COVID keeps evolving, but so does our immunity. Are we now at a 'stalemate' with this virus?
CBC
After billions of global COVID-19 infections, millions of deaths, and countless lives upended by long-lasting health impacts, we've finally hit a point in this pandemic where SARS-CoV-2 isn't the fearsome pathogen it used to be.
Once thought to kill up to 20 per cent of those infected in the early days of 2020, COVID's destructive potential is now being throttled by widespread immunity and regularly-updated vaccines.
Even so, this ever-evolving virus is with us to stay. It still causes rolling waves of infections, much like seasonal influenza or the common cold. It's found across the globe, in animal populations from deer to cats to mink. And it keeps mutating to better dodge our front-line immune defences and re-infect us over and over.
We didn't stamp it out, like many hoped. Nor did it destroy everyone's immune systems, like some feared.
Instead, as University of Arizona immunologist Deepta Bhattacharya puts it, we're now in a "stalemate" with SARS-CoV-2.
"It's definitely not what it was in those awful days of early 2020. There's no doubt about that. And so far, we haven't really seen anything that would suggest that there's any possibility we'd go back to that," he added.
"I mean, there's almost no one left who doesn't have some form of immunity to the virus, whether it's through a vaccine, infection, or some combination of both."
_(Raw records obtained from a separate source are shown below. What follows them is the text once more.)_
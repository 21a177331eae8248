//! Sign-in / sign-up page sharing one form.

use catalog::CourseIcon;
use catalog::auth::{AuthForm, AuthMode, MIN_PASSWORD_LEN, SessionState};
use catalog::routes;
use leptos::prelude::*;
use leptos_router::hooks::use_navigate;

use crate::components::icon::CourseIconSvg;
use crate::state::notice::{NoticeState, notify_error};

#[component]
pub fn AuthPage() -> impl IntoView {
    let session = expect_context::<RwSignal<SessionState>>();
    let notices = expect_context::<RwSignal<NoticeState>>();
    let navigate = use_navigate();
    let form = RwSignal::new(AuthForm::default());
    let busy = RwSignal::new(false);

    let on_submit = move |ev: leptos::ev::SubmitEvent| {
        ev.prevent_default();
        if busy.get_untracked() {
            return;
        }
        let credentials = match form.get_untracked().validate() {
            Ok(credentials) => credentials,
            Err(e) => {
                notify_error(notices, e.to_string());
                return;
            }
        };
        busy.set(true);

        #[cfg(feature = "hydrate")]
        {
            let navigate = navigate.clone();
            leptos::task::spawn_local(async move {
                match catalog::auth::submit(&crate::net::auth::AuthClient, &credentials).await {
                    Ok(outcome) => {
                        crate::state::notice::notify_success(notices, outcome.message());
                        if let catalog::auth::AuthOutcome::SignedIn(new_session) = outcome {
                            crate::state::session::establish(session, new_session).await;
                            navigate(routes::HOME, leptos_router::NavigateOptions::default());
                        } else {
                            busy.set(false);
                        }
                    }
                    Err(e) => {
                        notify_error(notices, e.to_string());
                        busy.set(false);
                    }
                }
            });
        }
        #[cfg(not(feature = "hydrate"))]
        let _ = (credentials, session, &navigate);
    };

    let mode = move || form.with(|f| f.mode);
    let submit_label = move || if busy.get() { "Please wait..." } else { mode().submit_label() };

    view! {
        <div class="auth-page">
            <div class="card auth-card">
                <header class="auth-card__header">
                    <span class="auth-card__logo">
                        <CourseIconSvg icon=CourseIcon::BookOpen/>
                    </span>
                    <h1 class="auth-card__title">{move || mode().title()}</h1>
                    <p class="auth-card__subtitle">{move || mode().subtitle()}</p>
                </header>
                <form class="auth-form" on:submit=on_submit>
                    <Show when=move || mode() == AuthMode::SignUp>
                        <label class="field">
                            <span class="field__label">"Full Name"</span>
                            <input
                                class="field__input"
                                type="text"
                                required
                                prop:value=move || form.with(|f| f.display_name.clone())
                                on:input=move |ev| form.update(|f| f.display_name = event_target_value(&ev))
                            />
                        </label>
                    </Show>
                    <label class="field">
                        <span class="field__label">"Email"</span>
                        <input
                            class="field__input"
                            type="email"
                            required
                            prop:value=move || form.with(|f| f.email.clone())
                            on:input=move |ev| form.update(|f| f.email = event_target_value(&ev))
                        />
                    </label>
                    <label class="field">
                        <span class="field__label">"Password"</span>
                        <input
                            class="field__input"
                            type="password"
                            required
                            minlength=MIN_PASSWORD_LEN.to_string()
                            prop:value=move || form.with(|f| f.password.clone())
                            on:input=move |ev| form.update(|f| f.password = event_target_value(&ev))
                        />
                    </label>
                    <button class="btn btn--primary btn--block" type="submit" disabled=move || busy.get()>
                        {submit_label}
                    </button>
                </form>
                <p class="auth-card__switch">
                    {move || mode().switch_prompt().0}
                    " "
                    <button
                        class="link-button"
                        type="button"
                        on:click=move |_| form.update(|f| f.mode = f.mode.toggled())
                    >
                        {move || mode().switch_prompt().1}
                    </button>
                </p>
                <a class="auth-card__back" href=routes::HOME>"← Back to Home"</a>
            </div>
        </div>
    }
}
A new study, published today in the Canadian Medical Association Journal (CMAJ), highlights that level of immunity built up across the Canadian population.
Exposure to this virus, whether through vaccination or infection, means three-quarters of the country had detectable antibodies by March 2023, the research team found. (Those antibodies can wane and become tougher to detect over time — and don't represent longer-lasting immune memory — which means the level of population immunity to protect people against dire outcomes might be even higher.)
The scientists analyzed more than 700,000 individual samples, said one of the study's authors, Dr. David Buckeridge, the scientific lead for data analytics at the COVID-19 Immunity Task Force, and a professor in the School of Population and Global Health at McGill University in Montreal. The findings showed early vaccination efforts fuelled an immunity boost, though the major jump followed the arrival of the highly-contagious Omicron variant.
"These antibodies are a pretty good window on immunity," Buckeridge said. "It shows us what we've been through and how the population responded, both in terms of how quickly we were vaccinated, the impact that had, but then also when new variants arrived, how that managed to escape the vaccination and cause that rapid rise in infection."
The new Canada-wide study follows earlier research in B.C. which also suggested rising levels of antibodies in that province by the summer of 2022.
Researcher Dr. Danuta Skowronski, the epidemiology lead for influenza and emerging respiratory pathogens at the B.C. Centre for Disease Control, said the CMAJ paper further reinforces those provincial findings.
"This virus is established in the population, it's not going away, we're not going to drive it back into nature — we are long past that hope," she said. "What we are aiming for now is preventing severe outcomes from infection."